• [WHAT THE TASK ASKS] The word "counters" may appear in lines of the data; say how many such lines there are, with nothing beyond the number.
═════ MATERIAL TO PROCESS ═════
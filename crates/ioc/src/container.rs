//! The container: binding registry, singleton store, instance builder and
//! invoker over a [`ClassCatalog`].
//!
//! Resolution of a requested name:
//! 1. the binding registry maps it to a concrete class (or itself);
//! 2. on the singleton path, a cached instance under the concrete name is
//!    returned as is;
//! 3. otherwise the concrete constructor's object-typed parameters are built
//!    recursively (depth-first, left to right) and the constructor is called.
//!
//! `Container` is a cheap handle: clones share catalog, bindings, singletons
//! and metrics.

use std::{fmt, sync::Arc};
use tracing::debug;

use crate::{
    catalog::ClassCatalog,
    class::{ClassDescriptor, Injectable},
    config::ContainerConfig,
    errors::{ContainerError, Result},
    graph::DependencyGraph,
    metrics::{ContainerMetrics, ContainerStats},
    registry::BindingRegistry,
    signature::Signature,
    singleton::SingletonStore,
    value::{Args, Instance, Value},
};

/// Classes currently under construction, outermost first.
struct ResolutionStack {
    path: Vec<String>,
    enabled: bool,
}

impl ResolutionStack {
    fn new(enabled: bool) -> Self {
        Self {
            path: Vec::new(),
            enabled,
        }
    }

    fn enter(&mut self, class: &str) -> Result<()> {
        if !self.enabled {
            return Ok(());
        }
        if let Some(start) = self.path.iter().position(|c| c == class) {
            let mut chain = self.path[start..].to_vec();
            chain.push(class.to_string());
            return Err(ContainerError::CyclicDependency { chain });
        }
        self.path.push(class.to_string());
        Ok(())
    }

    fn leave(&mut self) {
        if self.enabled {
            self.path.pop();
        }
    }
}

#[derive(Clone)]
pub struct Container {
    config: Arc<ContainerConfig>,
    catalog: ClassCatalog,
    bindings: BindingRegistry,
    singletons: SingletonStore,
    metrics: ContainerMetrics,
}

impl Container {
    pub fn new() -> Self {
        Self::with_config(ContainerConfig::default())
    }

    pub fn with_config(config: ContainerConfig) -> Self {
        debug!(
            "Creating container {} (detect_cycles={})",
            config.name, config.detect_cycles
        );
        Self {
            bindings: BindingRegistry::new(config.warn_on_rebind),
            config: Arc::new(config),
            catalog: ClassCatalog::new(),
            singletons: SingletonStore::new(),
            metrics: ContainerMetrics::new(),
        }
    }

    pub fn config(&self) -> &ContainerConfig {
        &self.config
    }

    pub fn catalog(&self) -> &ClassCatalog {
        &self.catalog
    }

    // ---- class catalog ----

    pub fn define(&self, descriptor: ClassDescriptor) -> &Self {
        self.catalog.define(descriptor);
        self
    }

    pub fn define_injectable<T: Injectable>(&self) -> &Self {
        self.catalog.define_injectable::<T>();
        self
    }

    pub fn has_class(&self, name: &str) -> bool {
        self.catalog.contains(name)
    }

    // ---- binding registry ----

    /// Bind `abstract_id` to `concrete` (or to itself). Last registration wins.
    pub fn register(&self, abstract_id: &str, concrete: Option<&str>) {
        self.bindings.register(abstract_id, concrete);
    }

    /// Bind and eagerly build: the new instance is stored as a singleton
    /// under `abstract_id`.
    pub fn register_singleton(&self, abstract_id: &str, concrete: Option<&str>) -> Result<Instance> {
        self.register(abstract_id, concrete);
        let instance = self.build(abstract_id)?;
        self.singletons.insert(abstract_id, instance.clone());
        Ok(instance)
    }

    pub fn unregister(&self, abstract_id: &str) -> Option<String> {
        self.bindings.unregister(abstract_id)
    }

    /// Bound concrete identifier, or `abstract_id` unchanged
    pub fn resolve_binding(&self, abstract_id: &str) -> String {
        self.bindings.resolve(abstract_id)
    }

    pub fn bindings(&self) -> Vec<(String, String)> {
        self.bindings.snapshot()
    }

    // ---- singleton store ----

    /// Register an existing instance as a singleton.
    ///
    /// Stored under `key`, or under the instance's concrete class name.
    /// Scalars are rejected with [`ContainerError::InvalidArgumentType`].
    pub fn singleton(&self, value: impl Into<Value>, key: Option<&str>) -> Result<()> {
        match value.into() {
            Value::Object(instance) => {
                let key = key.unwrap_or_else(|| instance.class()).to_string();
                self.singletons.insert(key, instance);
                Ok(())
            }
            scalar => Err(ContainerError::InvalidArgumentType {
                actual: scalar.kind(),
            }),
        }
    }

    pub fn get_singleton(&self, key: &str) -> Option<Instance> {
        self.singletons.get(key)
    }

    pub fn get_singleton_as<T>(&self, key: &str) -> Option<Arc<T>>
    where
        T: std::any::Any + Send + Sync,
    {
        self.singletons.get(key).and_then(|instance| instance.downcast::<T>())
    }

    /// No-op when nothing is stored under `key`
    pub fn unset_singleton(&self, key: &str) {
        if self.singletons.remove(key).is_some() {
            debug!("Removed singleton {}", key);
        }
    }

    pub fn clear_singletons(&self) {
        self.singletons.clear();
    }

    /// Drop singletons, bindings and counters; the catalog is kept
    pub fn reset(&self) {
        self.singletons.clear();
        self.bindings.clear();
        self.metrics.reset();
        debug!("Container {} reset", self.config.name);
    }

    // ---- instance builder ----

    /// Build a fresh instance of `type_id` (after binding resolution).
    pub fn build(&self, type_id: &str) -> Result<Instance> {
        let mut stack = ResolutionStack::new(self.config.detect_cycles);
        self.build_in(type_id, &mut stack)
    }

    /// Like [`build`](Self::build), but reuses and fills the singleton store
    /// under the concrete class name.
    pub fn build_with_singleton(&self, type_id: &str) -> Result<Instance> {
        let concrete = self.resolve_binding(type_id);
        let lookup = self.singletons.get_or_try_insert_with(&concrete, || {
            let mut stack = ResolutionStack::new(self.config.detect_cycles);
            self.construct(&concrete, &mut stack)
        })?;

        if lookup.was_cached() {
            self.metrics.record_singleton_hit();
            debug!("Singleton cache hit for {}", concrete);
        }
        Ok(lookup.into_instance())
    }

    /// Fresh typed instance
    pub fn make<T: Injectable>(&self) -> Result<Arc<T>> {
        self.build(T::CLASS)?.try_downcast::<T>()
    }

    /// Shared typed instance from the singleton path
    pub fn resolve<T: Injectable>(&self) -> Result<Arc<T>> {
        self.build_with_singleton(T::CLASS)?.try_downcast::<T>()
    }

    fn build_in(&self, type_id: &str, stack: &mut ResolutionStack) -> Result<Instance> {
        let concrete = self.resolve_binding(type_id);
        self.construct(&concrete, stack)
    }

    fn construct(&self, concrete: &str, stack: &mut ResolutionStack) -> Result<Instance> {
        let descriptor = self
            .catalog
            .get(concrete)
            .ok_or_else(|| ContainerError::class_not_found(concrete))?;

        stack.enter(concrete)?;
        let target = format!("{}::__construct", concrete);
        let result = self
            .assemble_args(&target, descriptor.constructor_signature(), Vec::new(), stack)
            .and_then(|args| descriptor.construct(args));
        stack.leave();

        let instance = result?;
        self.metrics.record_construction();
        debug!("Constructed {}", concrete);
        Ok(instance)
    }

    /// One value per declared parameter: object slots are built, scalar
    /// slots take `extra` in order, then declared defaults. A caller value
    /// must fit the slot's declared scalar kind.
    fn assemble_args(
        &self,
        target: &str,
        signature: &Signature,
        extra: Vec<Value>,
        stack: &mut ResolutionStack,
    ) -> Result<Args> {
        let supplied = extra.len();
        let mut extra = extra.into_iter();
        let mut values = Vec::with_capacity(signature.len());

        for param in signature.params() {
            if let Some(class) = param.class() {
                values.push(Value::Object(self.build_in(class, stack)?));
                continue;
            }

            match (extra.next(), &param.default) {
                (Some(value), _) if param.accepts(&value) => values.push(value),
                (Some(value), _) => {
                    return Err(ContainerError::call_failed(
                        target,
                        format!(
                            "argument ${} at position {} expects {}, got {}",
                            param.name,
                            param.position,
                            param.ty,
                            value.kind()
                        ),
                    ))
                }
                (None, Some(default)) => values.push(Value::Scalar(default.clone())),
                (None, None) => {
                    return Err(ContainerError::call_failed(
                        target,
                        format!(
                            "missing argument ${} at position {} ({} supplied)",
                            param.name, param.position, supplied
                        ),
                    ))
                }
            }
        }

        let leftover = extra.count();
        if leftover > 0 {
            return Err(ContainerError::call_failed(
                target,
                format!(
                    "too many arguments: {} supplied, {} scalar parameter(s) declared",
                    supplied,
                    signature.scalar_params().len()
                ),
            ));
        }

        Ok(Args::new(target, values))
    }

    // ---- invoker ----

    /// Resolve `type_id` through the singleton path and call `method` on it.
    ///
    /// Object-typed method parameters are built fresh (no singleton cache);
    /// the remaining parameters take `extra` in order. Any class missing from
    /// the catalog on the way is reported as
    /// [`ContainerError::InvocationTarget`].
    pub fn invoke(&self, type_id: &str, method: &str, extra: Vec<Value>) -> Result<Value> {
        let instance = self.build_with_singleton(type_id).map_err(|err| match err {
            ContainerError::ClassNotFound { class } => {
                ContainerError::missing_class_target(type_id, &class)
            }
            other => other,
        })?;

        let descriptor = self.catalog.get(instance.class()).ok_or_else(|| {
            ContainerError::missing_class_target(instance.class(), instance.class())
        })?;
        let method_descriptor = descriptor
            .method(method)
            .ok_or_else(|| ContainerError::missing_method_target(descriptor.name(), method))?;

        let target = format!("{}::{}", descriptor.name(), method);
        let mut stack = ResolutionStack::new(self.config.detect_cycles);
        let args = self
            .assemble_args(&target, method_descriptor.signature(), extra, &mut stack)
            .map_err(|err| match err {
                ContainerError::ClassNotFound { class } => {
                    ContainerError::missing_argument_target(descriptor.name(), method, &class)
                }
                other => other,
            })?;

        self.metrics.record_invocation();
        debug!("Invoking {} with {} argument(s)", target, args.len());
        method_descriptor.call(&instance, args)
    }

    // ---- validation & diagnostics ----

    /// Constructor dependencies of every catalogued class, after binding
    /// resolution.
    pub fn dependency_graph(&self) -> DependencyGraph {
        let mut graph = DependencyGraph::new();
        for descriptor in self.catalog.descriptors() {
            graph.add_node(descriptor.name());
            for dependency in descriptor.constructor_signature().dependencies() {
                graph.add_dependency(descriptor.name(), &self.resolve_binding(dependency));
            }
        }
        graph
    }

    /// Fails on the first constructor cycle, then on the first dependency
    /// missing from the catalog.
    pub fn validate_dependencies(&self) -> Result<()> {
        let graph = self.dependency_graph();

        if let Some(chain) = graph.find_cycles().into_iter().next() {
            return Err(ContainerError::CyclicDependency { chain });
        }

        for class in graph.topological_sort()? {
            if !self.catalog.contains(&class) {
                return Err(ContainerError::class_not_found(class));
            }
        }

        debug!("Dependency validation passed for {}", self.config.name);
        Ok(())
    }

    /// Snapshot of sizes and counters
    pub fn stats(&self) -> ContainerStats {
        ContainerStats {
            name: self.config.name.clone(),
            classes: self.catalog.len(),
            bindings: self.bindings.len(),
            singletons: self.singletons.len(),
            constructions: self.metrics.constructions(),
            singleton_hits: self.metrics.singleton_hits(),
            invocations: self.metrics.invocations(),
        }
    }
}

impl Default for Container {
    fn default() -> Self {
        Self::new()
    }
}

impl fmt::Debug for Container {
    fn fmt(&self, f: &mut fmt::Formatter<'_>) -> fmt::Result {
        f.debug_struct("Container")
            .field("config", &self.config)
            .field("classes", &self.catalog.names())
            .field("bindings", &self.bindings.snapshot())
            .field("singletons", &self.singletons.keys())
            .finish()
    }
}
═════
• [SOLUTION TO THIS PROBLEM] 2